== To do ==
Each line of the entries that mentions the string "static" needs to be reported.

(Dataset excerpts Opens)

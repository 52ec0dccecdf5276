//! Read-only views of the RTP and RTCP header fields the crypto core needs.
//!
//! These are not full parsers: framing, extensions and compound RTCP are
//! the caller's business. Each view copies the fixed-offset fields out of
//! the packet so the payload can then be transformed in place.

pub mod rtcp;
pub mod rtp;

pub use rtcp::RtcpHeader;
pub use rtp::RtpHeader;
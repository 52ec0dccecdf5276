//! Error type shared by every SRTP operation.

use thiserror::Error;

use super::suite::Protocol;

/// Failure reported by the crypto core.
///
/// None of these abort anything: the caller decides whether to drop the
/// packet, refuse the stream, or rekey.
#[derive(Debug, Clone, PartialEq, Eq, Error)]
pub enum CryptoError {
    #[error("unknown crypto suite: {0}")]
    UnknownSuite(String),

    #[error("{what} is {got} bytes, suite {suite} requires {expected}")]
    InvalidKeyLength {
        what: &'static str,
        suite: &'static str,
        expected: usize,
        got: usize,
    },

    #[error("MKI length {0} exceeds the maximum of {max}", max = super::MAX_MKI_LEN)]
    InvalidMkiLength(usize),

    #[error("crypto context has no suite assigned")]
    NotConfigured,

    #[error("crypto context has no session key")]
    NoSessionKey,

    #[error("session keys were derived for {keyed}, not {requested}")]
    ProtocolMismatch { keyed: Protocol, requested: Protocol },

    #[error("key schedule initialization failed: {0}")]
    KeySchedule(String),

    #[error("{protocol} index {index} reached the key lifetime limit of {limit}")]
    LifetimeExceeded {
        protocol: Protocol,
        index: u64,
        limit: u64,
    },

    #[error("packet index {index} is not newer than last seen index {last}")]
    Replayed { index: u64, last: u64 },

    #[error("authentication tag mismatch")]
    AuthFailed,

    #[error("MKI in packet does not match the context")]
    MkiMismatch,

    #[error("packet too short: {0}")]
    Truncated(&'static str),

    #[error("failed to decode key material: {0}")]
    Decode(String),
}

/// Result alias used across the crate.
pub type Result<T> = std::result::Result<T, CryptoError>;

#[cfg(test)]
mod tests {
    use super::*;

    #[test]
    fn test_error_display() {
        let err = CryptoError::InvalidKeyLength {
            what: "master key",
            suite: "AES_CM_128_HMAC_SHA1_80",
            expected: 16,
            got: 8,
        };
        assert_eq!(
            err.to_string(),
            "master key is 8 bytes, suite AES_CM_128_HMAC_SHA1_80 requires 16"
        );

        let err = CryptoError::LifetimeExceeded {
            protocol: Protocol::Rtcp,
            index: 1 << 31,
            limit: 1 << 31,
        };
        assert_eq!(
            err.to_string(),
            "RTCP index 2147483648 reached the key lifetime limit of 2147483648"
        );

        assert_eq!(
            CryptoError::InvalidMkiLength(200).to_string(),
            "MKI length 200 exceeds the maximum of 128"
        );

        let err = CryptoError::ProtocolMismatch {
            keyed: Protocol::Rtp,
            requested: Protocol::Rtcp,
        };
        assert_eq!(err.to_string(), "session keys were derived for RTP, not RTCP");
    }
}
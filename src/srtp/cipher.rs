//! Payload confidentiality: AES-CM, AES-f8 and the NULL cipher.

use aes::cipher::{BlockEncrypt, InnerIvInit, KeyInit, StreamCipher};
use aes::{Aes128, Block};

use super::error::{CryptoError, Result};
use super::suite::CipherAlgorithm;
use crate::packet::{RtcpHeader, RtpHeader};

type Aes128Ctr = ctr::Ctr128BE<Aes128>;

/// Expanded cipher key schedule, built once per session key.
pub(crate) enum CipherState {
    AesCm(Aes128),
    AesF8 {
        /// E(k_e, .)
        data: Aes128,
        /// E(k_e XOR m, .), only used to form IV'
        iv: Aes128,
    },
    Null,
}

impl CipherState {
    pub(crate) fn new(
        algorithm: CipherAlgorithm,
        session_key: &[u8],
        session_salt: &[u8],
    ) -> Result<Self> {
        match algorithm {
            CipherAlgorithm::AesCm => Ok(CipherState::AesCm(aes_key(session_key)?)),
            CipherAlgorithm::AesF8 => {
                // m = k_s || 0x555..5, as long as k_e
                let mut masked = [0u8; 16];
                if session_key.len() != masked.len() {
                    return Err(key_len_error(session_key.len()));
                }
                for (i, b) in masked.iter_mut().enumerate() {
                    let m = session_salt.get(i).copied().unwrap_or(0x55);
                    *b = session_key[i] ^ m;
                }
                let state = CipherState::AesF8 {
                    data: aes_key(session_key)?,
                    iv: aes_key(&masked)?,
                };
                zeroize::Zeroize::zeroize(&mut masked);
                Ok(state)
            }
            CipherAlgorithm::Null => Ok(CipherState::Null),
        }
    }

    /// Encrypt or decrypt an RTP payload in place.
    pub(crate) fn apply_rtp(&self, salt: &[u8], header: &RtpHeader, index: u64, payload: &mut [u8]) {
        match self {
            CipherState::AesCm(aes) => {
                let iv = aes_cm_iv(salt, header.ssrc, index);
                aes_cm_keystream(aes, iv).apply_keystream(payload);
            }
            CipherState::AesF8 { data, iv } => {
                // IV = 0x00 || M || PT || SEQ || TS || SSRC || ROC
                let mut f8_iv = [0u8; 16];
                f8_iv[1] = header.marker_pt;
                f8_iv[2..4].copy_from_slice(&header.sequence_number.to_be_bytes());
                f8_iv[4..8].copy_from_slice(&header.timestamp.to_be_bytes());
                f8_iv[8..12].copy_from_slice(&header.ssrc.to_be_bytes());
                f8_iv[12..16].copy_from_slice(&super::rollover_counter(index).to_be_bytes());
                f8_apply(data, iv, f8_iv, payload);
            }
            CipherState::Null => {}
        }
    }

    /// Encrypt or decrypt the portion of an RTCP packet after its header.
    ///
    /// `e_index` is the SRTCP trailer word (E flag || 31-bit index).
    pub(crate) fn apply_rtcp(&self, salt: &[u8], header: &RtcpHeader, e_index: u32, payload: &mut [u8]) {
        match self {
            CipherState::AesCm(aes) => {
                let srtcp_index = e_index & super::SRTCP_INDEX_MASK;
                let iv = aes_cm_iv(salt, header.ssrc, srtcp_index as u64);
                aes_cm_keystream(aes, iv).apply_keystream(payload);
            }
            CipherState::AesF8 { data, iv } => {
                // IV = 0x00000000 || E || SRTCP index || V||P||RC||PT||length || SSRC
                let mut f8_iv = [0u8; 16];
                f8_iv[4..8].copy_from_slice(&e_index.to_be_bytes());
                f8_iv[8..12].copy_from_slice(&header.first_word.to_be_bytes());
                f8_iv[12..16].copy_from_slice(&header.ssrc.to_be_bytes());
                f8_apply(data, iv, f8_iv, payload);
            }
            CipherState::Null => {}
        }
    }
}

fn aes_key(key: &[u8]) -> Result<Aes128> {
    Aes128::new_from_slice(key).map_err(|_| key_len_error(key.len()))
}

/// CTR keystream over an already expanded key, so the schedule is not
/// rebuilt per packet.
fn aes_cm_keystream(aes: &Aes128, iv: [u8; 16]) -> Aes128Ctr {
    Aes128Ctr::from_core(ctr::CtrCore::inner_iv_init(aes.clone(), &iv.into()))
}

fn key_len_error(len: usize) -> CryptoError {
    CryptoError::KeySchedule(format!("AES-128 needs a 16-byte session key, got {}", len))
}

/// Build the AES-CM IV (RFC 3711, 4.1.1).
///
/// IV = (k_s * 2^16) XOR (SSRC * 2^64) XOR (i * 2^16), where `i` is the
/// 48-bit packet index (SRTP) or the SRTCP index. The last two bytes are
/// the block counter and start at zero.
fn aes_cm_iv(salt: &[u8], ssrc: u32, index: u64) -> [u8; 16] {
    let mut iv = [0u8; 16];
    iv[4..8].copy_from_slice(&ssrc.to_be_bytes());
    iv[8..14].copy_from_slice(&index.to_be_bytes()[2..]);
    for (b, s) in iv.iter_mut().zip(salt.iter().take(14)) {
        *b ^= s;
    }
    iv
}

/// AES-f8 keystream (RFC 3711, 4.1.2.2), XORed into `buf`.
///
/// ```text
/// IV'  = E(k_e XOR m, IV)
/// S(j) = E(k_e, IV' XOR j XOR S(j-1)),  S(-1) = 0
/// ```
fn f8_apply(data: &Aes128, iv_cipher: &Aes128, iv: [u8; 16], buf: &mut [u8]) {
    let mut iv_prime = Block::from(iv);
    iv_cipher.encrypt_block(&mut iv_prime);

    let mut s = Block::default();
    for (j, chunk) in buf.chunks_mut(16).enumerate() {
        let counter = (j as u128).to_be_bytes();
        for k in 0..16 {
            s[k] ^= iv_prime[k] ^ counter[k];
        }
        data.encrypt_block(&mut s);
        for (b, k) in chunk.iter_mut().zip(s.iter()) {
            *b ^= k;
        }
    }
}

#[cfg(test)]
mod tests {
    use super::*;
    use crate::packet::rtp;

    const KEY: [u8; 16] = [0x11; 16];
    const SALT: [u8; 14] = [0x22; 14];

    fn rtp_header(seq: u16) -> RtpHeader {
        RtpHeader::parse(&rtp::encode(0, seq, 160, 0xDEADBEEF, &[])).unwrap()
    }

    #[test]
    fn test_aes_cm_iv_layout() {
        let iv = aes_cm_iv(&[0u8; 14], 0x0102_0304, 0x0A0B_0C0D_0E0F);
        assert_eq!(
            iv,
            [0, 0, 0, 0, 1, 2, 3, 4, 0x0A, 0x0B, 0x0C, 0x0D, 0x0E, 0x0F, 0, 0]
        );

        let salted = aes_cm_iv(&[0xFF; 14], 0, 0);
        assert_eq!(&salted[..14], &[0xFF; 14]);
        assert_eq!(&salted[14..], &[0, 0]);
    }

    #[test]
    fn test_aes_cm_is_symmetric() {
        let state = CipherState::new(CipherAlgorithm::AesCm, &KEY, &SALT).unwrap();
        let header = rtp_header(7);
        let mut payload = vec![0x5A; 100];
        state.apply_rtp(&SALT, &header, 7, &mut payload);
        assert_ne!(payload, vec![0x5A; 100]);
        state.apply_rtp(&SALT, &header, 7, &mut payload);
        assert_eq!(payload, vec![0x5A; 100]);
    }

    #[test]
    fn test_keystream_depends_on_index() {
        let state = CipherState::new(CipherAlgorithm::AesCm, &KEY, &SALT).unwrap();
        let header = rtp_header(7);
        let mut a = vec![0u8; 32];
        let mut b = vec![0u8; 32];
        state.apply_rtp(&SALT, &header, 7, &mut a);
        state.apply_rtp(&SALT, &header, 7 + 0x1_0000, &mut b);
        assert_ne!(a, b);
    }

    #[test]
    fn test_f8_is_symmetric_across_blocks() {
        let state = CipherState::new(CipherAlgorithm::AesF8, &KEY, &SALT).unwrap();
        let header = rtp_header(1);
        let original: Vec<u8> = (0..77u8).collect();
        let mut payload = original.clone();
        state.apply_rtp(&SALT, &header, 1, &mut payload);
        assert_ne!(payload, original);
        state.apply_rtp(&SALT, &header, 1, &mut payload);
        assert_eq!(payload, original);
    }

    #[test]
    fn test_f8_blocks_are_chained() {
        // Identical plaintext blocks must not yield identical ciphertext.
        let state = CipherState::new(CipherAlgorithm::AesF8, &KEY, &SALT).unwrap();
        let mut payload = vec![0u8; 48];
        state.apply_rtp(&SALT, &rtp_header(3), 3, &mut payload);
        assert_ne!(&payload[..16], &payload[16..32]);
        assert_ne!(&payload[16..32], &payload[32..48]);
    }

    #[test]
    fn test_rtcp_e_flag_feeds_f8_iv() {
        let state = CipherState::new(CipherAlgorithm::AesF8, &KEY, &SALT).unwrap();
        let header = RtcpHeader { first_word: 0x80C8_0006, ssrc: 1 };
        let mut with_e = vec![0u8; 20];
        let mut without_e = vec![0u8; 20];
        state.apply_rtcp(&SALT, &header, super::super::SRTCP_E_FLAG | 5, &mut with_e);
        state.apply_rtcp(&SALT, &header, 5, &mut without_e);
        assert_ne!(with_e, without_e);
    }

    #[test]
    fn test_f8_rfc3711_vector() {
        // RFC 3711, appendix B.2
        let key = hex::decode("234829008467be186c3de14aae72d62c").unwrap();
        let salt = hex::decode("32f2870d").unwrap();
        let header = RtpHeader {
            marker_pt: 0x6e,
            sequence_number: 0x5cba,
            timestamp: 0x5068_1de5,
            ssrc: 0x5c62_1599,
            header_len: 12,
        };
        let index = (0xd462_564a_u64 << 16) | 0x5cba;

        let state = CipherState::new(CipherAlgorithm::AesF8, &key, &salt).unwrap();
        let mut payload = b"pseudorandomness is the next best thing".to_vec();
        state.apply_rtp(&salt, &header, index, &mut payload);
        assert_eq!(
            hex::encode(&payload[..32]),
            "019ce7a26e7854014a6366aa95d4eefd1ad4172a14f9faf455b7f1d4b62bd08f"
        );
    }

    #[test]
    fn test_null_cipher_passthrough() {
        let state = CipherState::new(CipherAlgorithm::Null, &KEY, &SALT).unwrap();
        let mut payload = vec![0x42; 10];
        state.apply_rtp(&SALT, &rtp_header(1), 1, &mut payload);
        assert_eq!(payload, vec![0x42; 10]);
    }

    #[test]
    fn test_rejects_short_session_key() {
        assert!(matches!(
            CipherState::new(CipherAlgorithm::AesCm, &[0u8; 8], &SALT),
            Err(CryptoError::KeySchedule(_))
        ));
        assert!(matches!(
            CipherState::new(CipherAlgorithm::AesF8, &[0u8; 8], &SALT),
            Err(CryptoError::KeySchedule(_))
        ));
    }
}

(Dataset excerpts Closes)

== Exercise answer ==
        what: &'static str,
        suite: &'static str,
    Truncated(&'static str),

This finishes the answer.